4  LawFirm

Introduction

In this analysis of NYC parking and speed camera violations, we address three key questions relevant to a law firm interested in helping drivers contest tickets:

  1. Do certain agencies issue higher payment amounts?
  2. Do drivers from different states (NY, NJ, CT) pay more?
  3. Do certain counties tend to have higher payment amounts?

This chapter uses API-based data collection, data cleaning and recoding, exploratory visualization, descriptive statistics, and one-way ANOVA to compare payment amounts across groups.

Note

This chapter pulls data directly from NYC Open Data via API. Because this is a live dataset, results may change slightly over time as new violations are recorded.

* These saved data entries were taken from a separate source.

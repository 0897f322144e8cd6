//! Due-task discovery, at-most-once atomic claim, scheduling arithmetic, run
//! logging (§4.9).

use std::sync::Arc;

use chrono::Utc;
use g2_channels::ChannelRegistry;
use g2_core::{
    config::Config,
    domain::{GroupFolder, Jid, TaskStatus},
    formatting::format_outbound,
    util::iso_timestamp_utc,
    Result,
};
use g2_store::{ScheduledTask, StateStore};
use tokio_util::sync::CancellationToken;

use crate::agent_executor::AgentExecutor;
use crate::cron;
use crate::group_queue::GroupQueue;
use crate::idle::IdleTimer;

#[derive(Clone)]
pub struct TaskScheduler {
    store: StateStore,
    queue: Arc<GroupQueue>,
    executor: AgentExecutor,
    channels: Arc<ChannelRegistry>,
    config: Config,
}

impl TaskScheduler {
    pub fn new(
        store: StateStore,
        queue: Arc<GroupQueue>,
        executor: AgentExecutor,
        channels: Arc<ChannelRegistry>,
        config: Config,
    ) -> Self {
        Self {
            store,
            queue,
            executor,
            channels,
            config,
        }
    }

    pub fn spawn(self, cancel: CancellationToken) -> tokio::task::JoinHandle<()> {
        tokio::spawn(async move {
            let mut tick = tokio::time::interval(self.config.scheduler_poll_interval);
            loop {
                tokio::select! {
                    _ = cancel.cancelled() => break,
                    _ = tick.tick() => {
                        if let Err(e) = self.poll_once().await {
                            tracing_log(&format!("scheduler poll failed: {e}"));
                        }
                    }
                }
            }
        })
    }

    /// Runs a single poll tick without entering the recurring loop, for the
    /// orchestrator's one-shot debug mode.
    pub async fn run_once(&self) -> Result<()> {
        self.poll_once().await
    }

    async fn poll_once(&self) -> Result<()> {
        let now = iso_timestamp_utc();
        let due = self.store.get_due_tasks(now).await?;

        for task in due {
            let id = task.id;
            if self.store.claim_task(id).await? {
                let scheduler = self.clone();
                let chat_jid = Jid(task.chat_jid.clone());
                self.queue
                    .clone()
                    .enqueue(
                        chat_jid,
                        Box::new(move |queue, jid| {
                            Box::pin(async move { scheduler.run_task(queue, jid, task).await })
                        }),
                    )
                    .await;
            }
        }

        Ok(())
    }

    async fn run_task(&self, queue: Arc<GroupQueue>, chat_jid: Jid, task: ScheduledTask) {
        let folder = GroupFolder(task.group_folder.clone());
        let started_at = iso_timestamp_utc();
        let start_instant = std::time::Instant::now();

        let Ok(Some(group)) = self.store.get_group_by_folder(folder.clone()).await else {
            tracing_log(&format!(
                "scheduled task {} references unknown group {}",
                task.id, folder.0
            ));
            let _ = self
                .store
                .append_task_run_log(g2_store::TaskRunLog {
                    task_id: task.id,
                    started_at: started_at.clone(),
                    duration_ms: 0,
                    status: "error".to_string(),
                    summary: Some(format!("group folder {} not found", folder.0)),
                })
                .await;
            let _ = self.store.restore_next_run(task.id, task.next_run.clone().unwrap_or(started_at)).await;
            return;
        };

        let session_id = if task.context_mode == "group" {
            self.store
                .get_session(folder.clone())
                .await
                .ok()
                .flatten()
                .map(|s| s.session_id)
        } else {
            None
        };

        let (frame_tx, mut frame_rx) = tokio::sync::mpsc::unbounded_channel();
        let had_error = Arc::new(std::sync::atomic::AtomicBool::new(false));
        let last_summary = Arc::new(std::sync::Mutex::new(None::<String>));

        let spawn_result = self
            .executor
            .spawn(&group, task.prompt.clone(), &chat_jid, true, session_id, Some(frame_tx))
            .await;

        let Ok(spawn_result) = spawn_result else {
            tracing_log(&format!("failed to spawn scheduled task {}: {:?}", task.id, spawn_result.err()));
            self.finish_task_run(&task, &started_at, start_instant, "error", Some("failed to spawn container".into())).await;
            return;
        };

        queue.register_process(&chat_jid, spawn_result.handle.clone()).await;

        let idle_queue = queue.clone();
        let idle_jid = chat_jid.clone();
        let idle_timer = IdleTimer::spawn(self.config.idle_timeout, move || {
            let queue = idle_queue.clone();
            let jid = idle_jid.clone();
            async move {
                queue.close_stdin(&jid).await;
            }
        });

        let channels = self.channels.clone();
        let jid_for_relay = chat_jid.clone();
        let had_error_relay = had_error.clone();
        let summary_relay = last_summary.clone();
        let relay = tokio::spawn(async move {
            while let Some(frame) = frame_rx.recv().await {
                let status_is_error = frame.get("status").and_then(|v| v.as_str()) == Some("error");
                let result_text = frame.get("result").and_then(|v| v.as_str()).map(str::to_string);

                if status_is_error {
                    had_error_relay.store(true, std::sync::atomic::Ordering::SeqCst);
                }

                if let Some(raw) = &result_text {
                    let text = format_outbound(raw);
                    if !text.is_empty() {
                        channels.send_message(&jid_for_relay, &text).await;
                        *summary_relay.lock().unwrap() = Some(text);
                    }
                }
            }
        });

        let outcome = spawn_result.join.await;
        let _ = relay.await;
        idle_timer.clear();
        queue.unregister_process(&chat_jid).await;

        let (status, summary) = match outcome {
            Ok(Ok(out)) => {
                if had_error.load(std::sync::atomic::Ordering::SeqCst) || out.error.is_some() {
                    ("error", out.error.clone().or_else(|| last_summary.lock().unwrap().clone()))
                } else {
                    ("success", out.result.clone().or_else(|| last_summary.lock().unwrap().clone()))
                }
            }
            Ok(Err(e)) => ("error", Some(e.to_string())),
            Err(e) => ("error", Some(format!("task panicked: {e}"))),
        };

        self.finish_task_run(&task, &started_at, start_instant, status, summary).await;
    }

    async fn finish_task_run(
        &self,
        task: &ScheduledTask,
        started_at: &str,
        start_instant: std::time::Instant,
        status: &str,
        summary: Option<String>,
    ) {
        let duration_ms = start_instant.elapsed().as_millis() as i64;
        let _ = self
            .store
            .append_task_run_log(g2_store::TaskRunLog {
                task_id: task.id,
                started_at: started_at.to_string(),
                duration_ms,
                status: status.to_string(),
                summary: summary.clone(),
            })
            .await;

        let now = Utc::now();
        let (next_run, final_status) = match task.schedule_type.as_str() {
            "cron" => {
                let next = cron::next_occurrence(&task.schedule_value, &self.config.timezone, now)
                    .ok()
                    .flatten();
                (next, TaskStatus::Active)
            }
            "interval" => {
                let ms: i64 = task.schedule_value.parse().unwrap_or(0);
                let next = (now + chrono::Duration::milliseconds(ms)).to_rfc3339();
                (Some(next), TaskStatus::Active)
            }
            _ => (None, TaskStatus::Completed),
        };

        let _ = self
            .store
            .update_task_after_run(
                task.id,
                now.to_rfc3339(),
                next_run,
                summary.unwrap_or_default(),
                final_status,
            )
            .await;
    }
}

fn tracing_log(msg: &str) {
    #[cfg(feature = "tracing")]
    tracing::warn!("{msg}");
    #[cfg(not(feature = "tracing"))]
    let _ = msg;
}

#[cfg(test)]
mod tests {
    use super::*;

    #[test]
    fn interval_schedule_computes_next_run_in_the_future() {
        let now = Utc::now();
        let next = (now + chrono::Duration::milliseconds(60_000)).to_rfc3339();
        assert!(next > now.to_rfc3339());
    }
}
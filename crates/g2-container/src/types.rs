use std::{collections::HashMap, fmt, path::PathBuf, time::Duration};

use serde::{Deserialize, Serialize};

use g2_core::domain::{GroupFolder, Jid};

/// A single bind mount synthesized by `MountBuilder`.
#[derive(Clone, Debug, PartialEq, Eq)]
pub struct VolumeMount {
    pub host_path: PathBuf,
    pub container_path: PathBuf,
    pub read_only: bool,
}

impl VolumeMount {
    pub fn rw(host: impl Into<PathBuf>, container: impl Into<PathBuf>) -> Self {
        Self {
            host_path: host.into(),
            container_path: container.into(),
            read_only: false,
        }
    }

    pub fn ro(host: impl Into<PathBuf>, container: impl Into<PathBuf>) -> Self {
        Self {
            host_path: host.into(),
            container_path: container.into(),
            read_only: true,
        }
    }
}

/// An operator-requested extra mount (`containerConfig.additionalMounts`), prior to
/// allowlist validation.
#[derive(Clone, Debug, Deserialize, Serialize)]
pub struct AdditionalMount {
    pub host_path: PathBuf,
    pub container_path: PathBuf,
    #[serde(default)]
    pub read_only: bool,
}

/// What `MountBuilder` needs to know about a group to build its mount set.
#[derive(Clone, Debug)]
pub struct GroupMountSpec {
    pub folder: GroupFolder,
    pub is_main: bool,
    pub additional_mounts: Vec<AdditionalMount>,
}

/// Timeout knobs for one run, already resolved against any group-level override.
#[derive(Clone, Copy, Debug)]
pub struct TimeoutConfig {
    pub container_timeout: Duration,
    pub idle_timeout: Duration,
}

impl TimeoutConfig {
    /// `max(containerTimeout, idleTimeout + 30s)`, per the hard-timeout contract.
    pub fn hard_timeout(&self) -> Duration {
        self.container_timeout
            .max(self.idle_timeout + Duration::from_secs(30))
    }
}

/// Secrets read from the local env file, serialized once into the stdin payload.
/// Never logged: the custom `Debug` impl below redacts every value.
#[derive(Clone, Default, Serialize, Deserialize)]
#[serde(transparent)]
pub struct Secrets(pub HashMap<String, String>);

impl fmt::Debug for Secrets {
    fn fmt(&self, f: &mut fmt::Formatter<'_>) -> fmt::Result {
        f.debug_map()
            .entries(self.0.keys().map(|k| (k, "<redacted>")))
            .finish()
    }
}

pub const SECRET_KEYS: &[&str] = &[
    "CLAUDE_CODE_OAUTH_TOKEN",
    "ANTHROPIC_API_KEY",
    "CLAUDE_CODE_USE_BEDROCK",
    "AWS_REGION",
    "AWS_ACCESS_KEY_ID",
    "AWS_SECRET_ACCESS_KEY",
    "AWS_SESSION_TOKEN",
];

/// The JSON document written to the container's stdin, followed by EOF.
#[derive(Clone, Serialize)]
pub struct ContainerInput {
    pub prompt: String,
    #[serde(rename = "sessionId", skip_serializing_if = "Option::is_none")]
    pub session_id: Option<String>,
    #[serde(rename = "groupFolder")]
    pub group_folder: String,
    #[serde(rename = "chatJid")]
    pub chat_jid: String,
    #[serde(rename = "isMain")]
    pub is_main: bool,
    #[serde(rename = "isScheduledTask")]
    pub is_scheduled_task: bool,
    #[serde(skip_serializing_if = "Option::is_none")]
    pub secrets: Option<Secrets>,
}

impl fmt::Debug for ContainerInput {
    fn fmt(&self, f: &mut fmt::Formatter<'_>) -> fmt::Result {
        f.debug_struct("ContainerInput")
            .field("prompt_len", &self.prompt.len())
            .field("session_id", &self.session_id)
            .field("group_folder", &self.group_folder)
            .field("chat_jid", &self.chat_jid)
            .field("is_main", &self.is_main)
            .field("is_scheduled_task", &self.is_scheduled_task)
            .field("secrets", &self.secrets.as_ref().map(|_| "<redacted>"))
            .finish()
    }
}

impl ContainerInput {
    pub fn new(prompt: String, folder: &GroupFolder, chat_jid: &Jid, is_main: bool) -> Self {
        Self {
            prompt,
            session_id: None,
            group_folder: folder.0.clone(),
            chat_jid: chat_jid.0.clone(),
            is_main,
            is_scheduled_task: false,
            secrets: None,
        }
    }
}

#[derive(Clone, Copy, Debug, PartialEq, Eq)]
pub enum RunStatus {
    Success,
    Error,
}

/// The final outcome of a container run, per the §4.6 outcome table.
#[derive(Clone, Debug)]
pub struct ContainerOutcome {
    pub status: RunStatus,
    pub result: Option<String>,
    pub new_session_id: Option<String>,
    pub error: Option<String>,
}

impl ContainerOutcome {
    pub fn success(result: Option<String>, new_session_id: Option<String>) -> Self {
        Self {
            status: RunStatus::Success,
            result,
            new_session_id,
            error: None,
        }
    }

    pub fn error(message: impl Into<String>) -> Self {
        Self {
            status: RunStatus::Error,
            result: None,
            new_session_id: None,
            error: Some(message.into()),
        }
    }
}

Dataset: NYC Parking Camera Violations (NYC Open Data)
https://data.cityofnewyork.us/resource/nc67-uf89.json

library(tidyverse)
Warning: package 'ggplot2' was built under R version 4.4.2
Warning: package 'stringr' was built under R version 4.4.3
Warning: package 'forcats' was built under R version 4.4.2
Warning: package 'lubridate' was built under R version 4.4.2
── Attaching core tidyverse packages ──────────────────────── tidyverse 2.0.0 ──
✔ dplyr     1.1.4     ✔ readr     2.1.5
✔ forcats   1.0.0     ✔ stringr   1.6.0
✔ ggplot2   4.0.0     ✔ tibble    3.2.1
✔ lubridate 1.9.4     ✔ tidyr     1.3.1
✔ purrr     1.0.2     
── Conflicts ────────────────────────────────────────── tidyverse_conflicts() ──
✖ dplyr::filter() masks stats::filter()
✖ dplyr::lag()    masks stats::lag()
ℹ Use the conflicted package (<http://conflicted.r-lib.org/>) to force all conflicts to become errors
library(httr)
library(jsonlite)

Attaching package: 'jsonlite'

The following object is masked from 'package:purrr':

    flatten
library(mosaic)
Registered S3 method overwritten by 'mosaic':
  method                           from   
  fortify.SpatialPolygonsDataFrame ggplot2

The 'mosaic' package masks several functions from core packages in order to add 
additional features.  The original behavior of these functions should not be affected by this.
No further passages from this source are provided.